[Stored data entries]
- - - - -

//! A [`Path`] implementation over a fixed control-flow graph, used for testing
//! the path group without a real execution engine.

use std::{collections::HashMap, rc::Rc};

use crate::{
    error::{execution, merge, path::Error as PathError},
    path::{Address, Path, StepOutcome, Successors},
};

/// How a node of the graph behaves when a path at it is stepped.
#[derive(Clone, Debug, Default, Eq, PartialEq)]
enum Behaviour {
    #[default]
    Normal,
    Unreachable,
    Errored(String),
    Fails(String),
}

#[derive(Clone, Debug, Default, Eq, PartialEq)]
struct Node {
    successors:    Vec<Address>,
    unconstrained: Vec<Address>,
    unsat:         Vec<Address>,
    behaviour:     Behaviour,
    unmergeable:   bool,
}

/// A fixed control-flow graph. Addresses with no node have no successors.
#[derive(Clone, Debug, Default, Eq, PartialEq)]
pub(crate) struct Graph {
    nodes: HashMap<Address, Node>,
}

impl Graph {
    pub(crate) fn new() -> Self {
        Self::default()
    }

    pub(crate) fn in_rc(self) -> Rc<Self> {
        Rc::new(self)
    }

    fn node(&mut self, address: Address) -> &mut Node {
        self.nodes.entry(address).or_default()
    }

    pub(crate) fn edge(mut self, from: Address, to: Address) -> Self {
        self.node(from).successors.push(to);
        self
    }

    pub(crate) fn unconstrained_edge(mut self, from: Address, to: Address) -> Self {
        self.node(from).unconstrained.push(to);
        self
    }

    pub(crate) fn unsat_edge(mut self, from: Address, to: Address) -> Self {
        self.node(from).unsat.push(to);
        self
    }

    pub(crate) fn unreachable_at(mut self, address: Address) -> Self {
        self.node(address).behaviour = Behaviour::Unreachable;
        self
    }

    pub(crate) fn errored_at(mut self, address: Address, reason: &str) -> Self {
        self.node(address).behaviour = Behaviour::Errored(reason.to_string());
        self
    }

    pub(crate) fn failing_at(mut self, address: Address, message: &str) -> Self {
        self.node(address).behaviour = Behaviour::Fails(message.to_string());
        self
    }

    pub(crate) fn unmergeable_at(mut self, address: Address) -> Self {
        self.node(address).unmergeable = true;
        self
    }

    pub(crate) fn path_at(self: &Rc<Self>, address: Address) -> GraphPath {
        GraphPath {
            graph:       self.clone(),
            addr:        address,
            backtrace:   Vec::new(),
            error:       None,
            satisfiable: true,
            merged:      1,
        }
    }
}

/// A path that walks a [`Graph`].
#[derive(Clone, Debug)]
pub(crate) struct GraphPath {
    graph:       Rc<Graph>,
    addr:        Address,
    backtrace:   Vec<Address>,
    error:       Option<PathError>,
    satisfiable: bool,
    merged:      usize,
}

impl GraphPath {
    pub(crate) fn with_error(mut self, error: PathError) -> Self {
        self.error = Some(error);
        self
    }

    pub(crate) fn unsatisfiable(mut self) -> Self {
        self.satisfiable = false;
        self
    }

    /// The number of original paths that this path represents.
    pub(crate) fn merged(&self) -> usize {
        self.merged
    }

    fn children(&self, targets: &[Address]) -> Vec<Self> {
        let mut backtrace = self.backtrace.clone();
        backtrace.push(self.addr);
        targets
            .iter()
            .map(|target| Self {
                graph:       self.graph.clone(),
                addr:        *target,
                backtrace:   backtrace.clone(),
                error:       None,
                satisfiable: true,
                merged:      1,
            })
            .collect()
    }
}

impl PartialEq for GraphPath {
    fn eq(&self, other: &Self) -> bool {
        self.addr == other.addr
            && self.backtrace == other.backtrace
            && self.error == other.error
            && self.satisfiable == other.satisfiable
            && self.merged == other.merged
    }
}

impl Path for GraphPath {
    fn addr(&self) -> Address {
        self.addr
    }

    fn error(&self) -> Option<&PathError> {
        self.error.as_ref()
    }

    fn step(&self) -> execution::Result<StepOutcome<Self>> {
        let Some(node) = self.graph.nodes.get(&self.addr) else {
            return Ok(StepOutcome::Successors(Successors::none()));
        };

        match &node.behaviour {
            Behaviour::Normal => {
                let successors = Successors::new(self.children(&node.successors))
                    .with_unconstrained(self.children(&node.unconstrained))
                    .with_unsat(self.children(&node.unsat));
                Ok(StepOutcome::Successors(successors))
            }
            Behaviour::Unreachable => Ok(StepOutcome::Unreachable),
            Behaviour::Errored(reason) => Ok(StepOutcome::Errored(PathError::execution(reason))),
            Behaviour::Fails(message) => Err(execution::Error::engine(message)),
        }
    }

    fn merge(&self, others: &[Self]) -> merge::Result<Self> {
        if others.iter().any(|other| other.addr != self.addr) {
            let addresses = std::iter::once(self.addr)
                .chain(others.iter().map(|other| other.addr))
                .collect();
            return Err(merge::Error::MismatchedAddresses { addresses });
        }

        let unmergeable = self
            .graph
            .nodes
            .get(&self.addr)
            .is_some_and(|node| node.unmergeable);
        if unmergeable {
            return Err(merge::Error::incompatible("incompatible memory"));
        }

        let mut merged = self.clone();
        merged.merged += others.iter().map(|other| other.merged).sum::<usize>();
        merged.satisfiable = self.satisfiable || others.iter().any(|other| other.satisfiable);
        Ok(merged)
    }

    fn addr_backtrace(&self) -> &[Address] {
        &self.backtrace
    }

    fn satisfiable(&self) -> bool {
        self.satisfiable
    }
}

- - - - -

### Problem:
Each line in the data that holds the string "GraphPath" must be returned.

### Task response:
    pub(crate) fn path_at(self: &Rc<Self>, address: Address) -> GraphPath {
        GraphPath {
pub(crate) struct GraphPath {
impl GraphPath {
impl PartialEq for GraphPath {
impl Path for GraphPath {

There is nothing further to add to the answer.